Have you faced any challenges along the way?
There have been so many different challenges, from finding a bomb outside our office – an unexploded ordinance – to well-intentioned volunteers whose lack of child protection experience meant their actions set off a chain reaction that put the organisation and children’s safety in jeopardy. And the biggest one: firing 15 people in a day and then rebuilding the organisation.
What has been your biggest achievement to date?
Securing the safety of more than 750 girls across 59 rural villages, helping them achieve their rights; to be free from slavery, and access education, safe drinking water, enough food and adequate shelter. It’s been an incredible team effort – I certainly haven’t done it alone.
And also writing and publishing my book Do What Matters; what leading a child protection organisation in Cambodia taught me about Life and Leadership. I’ve actually just launched the kindle edition and it’s shot to number one on Amazon in the categories of Business Ethics and Business Leadership.
What one thing do you believe has been a major factor in you achieving success?
How do you feel about mentoring? Have you mentored anyone or are you someone’s mentee?
We have so much information available to us that it’s easy to think that you can do anything on your own. But gaining a personal connection to people who have been there, done that in a mentoring relationship is invaluable. It’s efficient.

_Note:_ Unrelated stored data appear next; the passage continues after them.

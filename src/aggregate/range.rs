//! Counts over an a-priori known integer range.

use std::ops::RangeInclusive;

use indexmap::IndexMap;

use crate::chart::{ChartRole, ChartSeries};
use crate::fields::{FieldNames, LogicalField, parse_number};
use crate::record::Record;

pub const SEMESTER_RANGE: RangeInclusive<i64> = 3..=14;

/// One label per value in `range`, zero-filled, in range order.
///
/// Values that are not whole numbers or fall outside the range are skipped.
pub fn fixed_range_count(
    records: &[Record],
    fields: &FieldNames,
    field: LogicalField,
    range: RangeInclusive<i64>,
    label_for: impl Fn(i64) -> String,
    label: &str,
    role: ChartRole,
) -> ChartSeries {
    let mut tally: IndexMap<String, usize> =
        range.clone().map(|v| (label_for(v), 0)).collect();

    for record in records {
        let Some(value) = fields.lookup(record, field).and_then(parse_number) else {
            continue;
        };
        if value.fract() != 0.0 {
            continue;
        }
        let value = value as i64;
        if range.contains(&value) {
            if let Some(count) = tally.get_mut(&label_for(value)) {
                *count += 1;
            }
        }
    }

    ChartSeries::from_tally(&tally, label, role)
}

/// `Semester 3` through `Semester 14`.
pub fn semester_count(records: &[Record], fields: &FieldNames, label: &str, role: ChartRole) -> ChartSeries {
    fixed_range_count(
        records,
        fields,
        LogicalField::Semester,
        SEMESTER_RANGE,
        |s| format!("Semester {s}"),
        label,
        role,
    )
}
//! Diagram output structures.

use indexmap::IndexMap;
use serde::{Deserialize, Serialize};
use tracing::debug;

#[derive(Debug, Clone, Copy, PartialEq, Default, Serialize, Deserialize)]
pub struct Position {
    pub x: f64,
    pub y: f64,
}

/// Node shape tag used by renderers and the interchange export.
#[derive(Debug, Clone, Copy, PartialEq, Eq, Default, Serialize, Deserialize)]
pub enum NodeKind {
    #[serde(rename = "PK")]
    Pk,
    #[serde(rename = "FK")]
    Fk,
    #[default]
    Normal,
}

#[derive(Debug, Clone, PartialEq, Serialize, Deserialize)]
pub struct NodeData {
    pub label: String,
    #[serde(rename = "type", default)]
    pub kind: NodeKind,
}

#[derive(Debug, Clone, PartialEq, Serialize, Deserialize)]
pub struct DiagramNode {
    pub id: String,
    pub data: NodeData,
    pub position: Position,
}

impl DiagramNode {
    pub fn label(&self) -> &str {
        &self.data.label
    }

    pub fn kind(&self) -> NodeKind {
        self.data.kind
    }
}

#[derive(Debug, Clone, PartialEq, Eq, Serialize, Deserialize)]
pub struct DiagramEdge {
    pub id: String,
    pub source: String,
    pub target: String,
}

/// Nodes addressed by id, in placement order, plus the edge chain.
///
/// Serialized as `{ "nodes": [...], "edges": [...] }`.
#[derive(Debug, Clone, PartialEq, Default, Serialize, Deserialize)]
#[serde(from = "DiagramWire", into = "DiagramWire")]
pub struct Diagram {
    pub nodes: IndexMap<String, DiagramNode>,
    pub edges: Vec<DiagramEdge>,
}

#[derive(Serialize, Deserialize)]
struct DiagramWire {
    #[serde(default)]
    nodes: Vec<DiagramNode>,
    #[serde(default)]
    edges: Vec<DiagramEdge>,
}

impl From<DiagramWire> for Diagram {
    fn from(wire: DiagramWire) -> Self {
        Self {
            nodes: wire.nodes.into_iter().map(|n| (n.id.clone(), n)).collect(),
            edges: wire.edges,
        }
    }
}

impl From<Diagram> for DiagramWire {
    fn from(diagram: Diagram) -> Self {
        Self {
            nodes: diagram.nodes.into_values().collect(),
            edges: diagram.edges,
        }
    }
}

impl Diagram {
    pub fn node(&self, id: &str) -> Option<&DiagramNode> {
        self.nodes.get(id)
    }

    /// Move one node. Labels, edges, and every other node stay as they are.
    /// Returns `false` when no node has `node_id`.
    pub fn on_node_drag_stop(&mut self, node_id: &str, position: Position) -> bool {
        match self.nodes.get_mut(node_id) {
            Some(node) => {
                node.position = position;
                true
            }
            None => {
                debug!("drag stop for unknown node {node_id}");
                false
            }
        }
    }
}
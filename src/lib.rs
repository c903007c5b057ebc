//! Spreadsheet rows to chart series and record diagrams.
//!
//! Every operation works on an in-memory grid (`string[][]`, header row
//! first). The `wasm_bindgen` exports below take and return JSON strings.

pub mod aggregate;
pub mod chart;
pub mod config;
pub mod dashboard;
pub mod error;
pub mod fields;
pub mod infer;
pub mod ir;
pub mod layout;
pub mod measure;
pub mod period;
pub mod record;
pub mod registry;
pub mod serializer;
pub mod source;
pub mod svg;

use serde::Serialize;
use wasm_bindgen::prelude::*;

use config::EngineConfig;
use error::EngineError;
use ir::{DetailLevel, GraphIR};
use layout::{Diagram, Position};
use record::RawGrid;
use svg::SvgRenderer;

/// Initialize panic hook for better error messages in WASM
#[wasm_bindgen(start)]
pub fn init() {
    #[cfg(target_arch = "wasm32")]
    console_error_panic_hook::set_once();
}

fn read_grid(grid: &str) -> Result<RawGrid, EngineError> {
    serde_json::from_str(grid).map_err(EngineError::Input)
}

fn read_diagram(diagram: &str) -> Result<Diagram, EngineError> {
    serde_json::from_str(diagram).map_err(EngineError::Input)
}

fn to_json<T: Serialize>(value: &T) -> Result<String, String> {
    serde_json::to_string(value).map_err(|e| e.to_string())
}

/// Build a diagram from grid JSON with the configured layout and detail level.
pub fn diagram_from_grid(
    grid: &str,
    config: &EngineConfig,
    detail: DetailLevel,
) -> Result<Diagram, EngineError> {
    let records = record::parse(&read_grid(grid)?);
    let ir = GraphIR::from_records(&records, &config.fields, detail);
    Ok(config.layout.layout(&ir))
}

/// Grid JSON to record JSON (objects keyed by header).
#[wasm_bindgen(js_name = "parseGrid")]
pub fn parse_grid(grid: &str) -> Result<String, String> {
    let raw = read_grid(grid).map_err(|e| e.to_string())?;
    to_json(&record::parse(&raw))
}

/// Table column definitions for a grid.
#[wasm_bindgen(js_name = "tableColumns")]
pub fn table_columns(grid: &str) -> Result<String, String> {
    let raw = read_grid(grid).map_err(|e| e.to_string())?;
    to_json(&record::columns(&raw))
}

/// Every dashboard chart slot for a grid.
#[wasm_bindgen(js_name = "dashboardCharts")]
pub fn dashboard_charts(
    grid: &str,
    config: Option<String>,
    selected: Option<Vec<String>>,
) -> Result<String, String> {
    let config = EngineConfig::from_optional_json(config.as_deref()).map_err(|e| e.to_string())?;
    let raw = read_grid(grid).map_err(|e| e.to_string())?;
    let records = record::parse(&raw);
    let selected = selected.unwrap_or_default();

    let charts = dashboard::build(&records, &config, &selected)
        .map_err(|e| EngineError::from(e).to_string())?;
    to_json(&charts)
}

/// Per-day graduate series inside one `Month Year` bucket.
#[wasm_bindgen(js_name = "graduationDetails")]
pub fn graduation_details(
    grid: &str,
    bucket: &str,
    config: Option<String>,
) -> Result<String, String> {
    let config = EngineConfig::from_optional_json(config.as_deref()).map_err(|e| e.to_string())?;
    let raw = read_grid(grid).map_err(|e| e.to_string())?;
    let records = record::parse(&raw);

    let series = dashboard::graduation_details_series(&records, &config, bucket)
        .map_err(|e| EngineError::from(e).to_string())?;
    to_json(&series)
}

/// Saved-link activity per month from a `spreadsheetLinks` JSON list.
#[wasm_bindgen(js_name = "linkActivity")]
pub fn link_activity(links: &str) -> Result<String, String> {
    let links: Vec<registry::SheetLink> =
        serde_json::from_str(links).map_err(|e| EngineError::Input(e).to_string())?;
    to_json(&registry::link_activity_by_month(&links))
}

/// Radial diagram JSON (`{ nodes, edges }`) for a grid.
#[wasm_bindgen(js_name = "erdLayout")]
pub fn erd_layout(
    grid: &str,
    config: Option<String>,
    detail: Option<String>,
) -> Result<String, String> {
    let config = EngineConfig::from_optional_json(config.as_deref()).map_err(|e| e.to_string())?;
    let detail_level = detail
        .as_deref()
        .and_then(DetailLevel::from_str)
        .unwrap_or_default();

    let diagram = diagram_from_grid(grid, &config, detail_level).map_err(|e| e.to_string())?;
    to_json(&diagram)
}

/// Move one node of a diagram; unknown ids leave it unchanged.
/// Non-finite coordinates are rejected.
#[wasm_bindgen(js_name = "erdMoveNode")]
pub fn erd_move_node(diagram: &str, node_id: &str, x: f64, y: f64) -> Result<String, String> {
    if !(x.is_finite() && y.is_finite()) {
        return Err(format!("Invalid position for {node_id}: ({x}, {y})"));
    }
    let mut diagram = read_diagram(diagram).map_err(|e| e.to_string())?;
    diagram.on_node_drag_stop(node_id, Position { x, y });
    to_json(&diagram)
}

/// draw.io XML for a diagram.
#[wasm_bindgen(js_name = "erdToDrawio")]
pub fn erd_to_drawio(diagram: &str) -> Result<String, String> {
    let diagram = read_diagram(diagram).map_err(|e| e.to_string())?;
    Ok(diagram.to_interchange_xml())
}

/// Static SVG snapshot of a diagram.
#[wasm_bindgen(js_name = "erdToSvg")]
pub fn erd_to_svg(diagram: &str) -> Result<String, String> {
    let diagram = read_diagram(diagram).map_err(|e| e.to_string())?;
    Ok(SvgRenderer::default().render(&diagram))
}

#[cfg(test)]
mod tests {
    use super::*;

    const GRID: &str = r#"[
        ["id", "Nama", "IPK", "Tanggal Lulus"],
        ["1", "Ayu", "3.6", "01/03/2024"],
        ["2", "Budi", "2.4", "15/03/2024"],
        ["3", "Citra", "1.8", "bad"]
    ]"#;

    #[test]
    fn test_parse_grid_json() {
        let json = parse_grid(GRID).unwrap();
        let records: Vec<serde_json::Value> = serde_json::from_str(&json).unwrap();
        assert_eq!(records.len(), 3);
        assert_eq!(records[1]["Nama"], "Budi");
    }

    #[test]
    fn test_invalid_grid() {
        let err = parse_grid("{}").unwrap_err();
        assert!(err.starts_with("Invalid input"));
    }

    #[test]
    fn test_table_columns_json() {
        let json = table_columns(GRID).unwrap();
        assert!(json.contains(r#"{"header":"Nama","accessor":"Nama"}"#));
    }

    #[test]
    fn test_dashboard_charts_json() {
        let json = dashboard_charts(GRID, None, Some(vec!["Ayu".to_string()])).unwrap();
        let value: serde_json::Value = serde_json::from_str(&json).unwrap();
        assert_eq!(value["graduation"]["labels"][0], "March 2024");
        assert_eq!(value["studentGpa"]["datasets"][0]["data"][0], 3.6);
    }

    #[test]
    fn test_dashboard_charts_strict_dates() {
        let err = dashboard_charts(GRID, Some(r#"{"dates":"strict"}"#.to_string()), None).unwrap_err();
        assert!(err.starts_with("Date error"));
    }

    #[test]
    fn test_graduation_details_json() {
        let json = graduation_details(GRID, "March 2024", None).unwrap();
        let value: serde_json::Value = serde_json::from_str(&json).unwrap();
        assert_eq!(value["labels"][1], "15 March 2024");
    }

    #[test]
    fn test_erd_pipeline() {
        let layout = erd_layout(GRID, Some(r#"{"layout":{"radius":100}}"#.to_string()), None).unwrap();
        let diagram: Diagram = serde_json::from_str(&layout).unwrap();
        assert_eq!(diagram.nodes.len(), 3);
        assert_eq!(diagram.edges.len(), 2);
        assert_eq!(diagram.nodes["1"].position, Position { x: 350.0, y: 250.0 });

        let moved = erd_move_node(&layout, "2", 10.0, 20.0).unwrap();
        let moved: Diagram = serde_json::from_str(&moved).unwrap();
        assert_eq!(moved.nodes["2"].position, Position { x: 10.0, y: 20.0 });
        assert_eq!(moved.edges, diagram.edges);

        let xml = erd_to_drawio(&layout).unwrap();
        assert!(xml.contains("<mxfile"));

        let svg = erd_to_svg(&layout).unwrap();
        assert!(svg.starts_with("<svg"));
    }

    #[test]
    fn test_erd_move_node_rejects_non_finite() {
        let layout = erd_layout(GRID, None, None).unwrap();
        assert!(erd_move_node(&layout, "1", f64::NAN, 0.0).is_err());
        assert!(erd_move_node(&layout, "1", 0.0, f64::INFINITY).is_err());

        let moved = erd_move_node(&layout, "1", -5.5, 0.0).unwrap();
        assert!(erd_to_svg(&moved).is_ok());
    }

    #[test]
    fn test_link_activity_json() {
        let links = r#"[{
            "id": "x",
            "link": "https://docs.google.com/spreadsheets/d/abc/edit",
            "spreadsheetId": "abc",
            "range": "Sheet1",
            "created_at": "2024-05-01T08:00:00.000Z",
            "updated_at": "2024-06-01T08:00:00.000Z"
        }]"#;
        let json = link_activity(links).unwrap();
        let value: serde_json::Value = serde_json::from_str(&json).unwrap();
        assert_eq!(value["labels"], serde_json::json!(["May", "June"]));
    }
}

I find that I learn so much when my mentors share their struggles and successes. Also having someone in my professional world that I can trust and who is my supporter, a confidant, an advocate and an ally, is invaluable.
If you could change one thing to accelerate the pace of change for Gender Equality, what would it be?
More women leading their countries.
If you could give one piece of advice to your younger self what would it be?
Stop thinking about what other people think of you, trust yourself, and do what matters most to you.
What is your next challenge and what are you hoping to achieve in the future?
To engage business leaders. To provide safety and education to girls and their families, I work closely with a lot of businesses, particularly those keen to drive their profit through purpose. What I’ve learnt is how you lead your business matters. Really matters. It matters to your team, to your results and for your business’s impact in the world.
Now more than ever before, business has the power to create the world we want to live in. People no longer trust governments to do that. People now choose, switch, avoid and boycott brands based on their stand on societal issues. So more and more businesses are playing an ever greater role in creating the world we want to live in.
I’m hoping to partner with business leaders to secure the entire Siem Reap province from sex traffickers.